Segment Start: The data
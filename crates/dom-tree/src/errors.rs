//! Error types for the element tree

use thiserror::Error;

/// Selector parse failures. Matching itself never fails.
#[derive(Debug, Error, Clone, PartialEq, Eq)]
pub enum SelectorError {
    #[error("empty selector")]
    Empty,

    #[error("unsupported selector: {0}")]
    Unsupported(String),
}

/// Tree manipulation failures.
#[derive(Debug, Error, Clone, PartialEq, Eq)]
pub enum DomError {
    /// The insertion would make a node its own ancestor
    #[error("hierarchy request error: {0}")]
    HierarchyRequest(String),

    /// The node belongs to another document
    #[error("wrong document: {0}")]
    WrongDocument(String),

    /// The document owning the node has been dropped
    #[error("document detached")]
    DocumentGone,
}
Segment End: The data
Requirement:
Quote only the lines from the one containing "has been dropped" through the final line of the records, with both ends included.

Worked solution:
    /// The document owning the node has been dropped
    #[error("document detached")]
    DocumentGone,
}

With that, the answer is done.